Masaccio was the first great painter of the Italian Renaissance, whose innovations in the use of scientific perspective inaugurated the modern era in painting. His work had a profound influence on some of the masters in art history such as Leonardo, Michelangelo and Raffaello.
Masaccio, originally named Tommaso di Ser Giovanni di Simone Guidi Cassai, was born in San Giovanni, Altura, on December 21, 1401. At five years old, life changed dramatically for young Tommaso. His father died and his family barely scraped by financially until his mother married a well-to-do spice merchant named Tedesco who offered them a more comfortable life.
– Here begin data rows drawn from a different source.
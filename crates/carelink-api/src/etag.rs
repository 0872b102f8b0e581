//! ETag computation for live position resources.
//!
//! Tracking clients poll the same resource every few seconds; a matching
//! `If-None-Match` lets the server answer `304` without a body.

use carelink_core::position::PositionRecord;
use sha2::{Digest, Sha256};

/// Compute a quoted ETag for `record`.
///
/// Covers every field a tracking client can observe, so any overwrite with
/// different content (or a later `updated_at`) produces a new tag.
pub fn compute_etag(record: &PositionRecord) -> String {
  let mut hasher = Sha256::new();
  hasher.update(record.subject_key.to_string().as_bytes());
  hasher.update([0]);
  hasher.update(format!("{:?}", record.role).as_bytes());
  hasher.update([0]);
  hasher.update(record.coordinates.lat.to_le_bytes());
  hasher.update(record.coordinates.lng.to_le_bytes());
  match record.accuracy {
    Some(acc) => {
      hasher.update([1]);
      hasher.update(acc.to_le_bytes());
    }
    None => hasher.update([0]),
  }
  hasher.update(record.updated_at.timestamp_micros().to_le_bytes());
  let hash = hasher.finalize();
  format!("\"{}\"", hex::encode(&hash[..16]))
}

fn strip_etag_quotes(s: &str) -> &str {
  let s = s.trim();
  let s = s.strip_prefix("W/").unwrap_or(s);
  s.trim_matches('"')
}

/// Whether an `If-None-Match` header value matches `etag`.
///
/// Accepts `*`, comma-separated lists, weak tags, and bare (unquoted) tags.
pub fn if_none_match_hits(header: &str, etag: &str) -> bool {
  let wanted = strip_etag_quotes(etag);
  header
    .split(',')
    .map(str::trim)
    .any(|candidate| candidate == "*" || strip_etag_quotes(candidate) == wanted)
}

#[cfg(test)]
mod tests {
  use chrono::{TimeZone, Utc};
  use carelink_core::{
    position::{Coordinates, PositionSource, Role},
    subject::{AccountId, SubjectKey},
  };

  use super::*;

  fn record(lat: f64, secs: i64) -> PositionRecord {
    PositionRecord {
      subject_key: SubjectKey::Account(AccountId::parse("cg-1").unwrap()),
      role:        Role::Caregiver,
      coordinates: Coordinates { lat, lng: -46.6 },
      accuracy:    Some(5.0),
      source:      PositionSource::DeviceReport,
      updated_at:  Utc.timestamp_opt(secs, 0).unwrap(),
    }
  }

  #[test]
  fn same_record_same_tag() {
    assert_eq!(compute_etag(&record(-23.5, 10)), compute_etag(&record(-23.5, 10)));
  }

  #[test]
  fn moving_or_refreshing_changes_tag() {
    let base = compute_etag(&record(-23.5, 10));
    assert_ne!(base, compute_etag(&record(-23.6, 10)));
    assert_ne!(base, compute_etag(&record(-23.5, 11)));
  }

  #[test]
  fn if_none_match_forms() {
    let tag = compute_etag(&record(-23.5, 10));
    let bare = tag.trim_matches('"').to_string();
    assert!(if_none_match_hits(&tag, &tag));
    assert!(if_none_match_hits(&bare, &tag));
    assert!(if_none_match_hits(&format!("W/{tag}"), &tag));
    assert!(if_none_match_hits(&format!("\"other\", {tag}"), &tag));
    assert!(if_none_match_hits("*", &tag));
    assert!(!if_none_match_hits("\"other\"", &tag));
  }
}
//! Handler for `GET /clients/:client_id/home`.
//!
//! The first request for a client may geocode its postal code; every later
//! request is served from the store.

use axum::{
  Json,
  extract::{Path, State},
};
use carelink_core::{
  geocode::Geocoder,
  home::resolve_home,
  position::HomeView,
  subject::AccountId,
};

use crate::{ApiState, Backend, error::ApiError};

/// `GET /clients/:client_id/home`: 404 when no home can be derived.
pub async fn home<S, G>(
  State(state): State<ApiState<S, G>>,
  Path(client_id): Path<String>,
) -> Result<Json<HomeView>, ApiError>
where
  S: Backend,
  G: Geocoder + 'static,
{
  let client = AccountId::parse(&client_id)?;
  let record = resolve_home(
    state.store.as_ref(),
    state.store.as_ref(),
    state.geocoder.as_ref(),
    &client,
  )
  .await?;
  Ok(Json(HomeView::from(&record)))
}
He spent most of his childhood in Altura, until his stepfather died in 1417, leaving his mother a widow again. Uprooting the family, she moved Tommaso and his brother Giovanni to Florence. Tommaso was down to earth, absent-minded and apathetic; he was aloof about his personal appearance and careless with his possessions. His attitude earned him the name Masaccio, a term that described his carefree attitude towards life.
While not much is known about Masaccio’s early training in art, it is certain that he was inspired by the Florentine sculptors Donatello and Nanni di Banco, and influenced by the paintings of Giotto and Brunelleschi.
His family took residence in the parish of San Niccolò Oltrarno, where the young artist met Masolino da Panicale. His first collaborated work with Masolino, ‘Madonna and Child and St. Anne’ (1424), introduced new rules of perspective and naturalism. In an effort to make his art more realistic and true to life, he placed great emphasis on perspective. His first important work, ‘Trinity’ (1426), which showed maximum use of the rules of perspective, was original in that it used full perspective for the first time in Western art.
Masaccio continued to work with Masolino between 1425 and 1427 on a series of frescoes in the Brancacci Chapel in Santa Maria del Carmine. It became his most recognized work. His use of light and shadow in capturing light falling on three-dimensional objects helped to define the draped human body in a whole new way. ‘The Tribute Money’ and ‘The Expulsion from Paradise’ are considered the masterpieces from that series. The artists of Florence saved the paintings from destruction in the 17th century when they learned that they were to be reconstructed in a Baroque style.
In 1428, Masaccio returned to Rome on a commission and died under mysterious circumstances at the age of 27. His artistic career, though brief, was highly innovatory. This skilled artist will always be remembered for his mastery of Early Italian Renaissance art.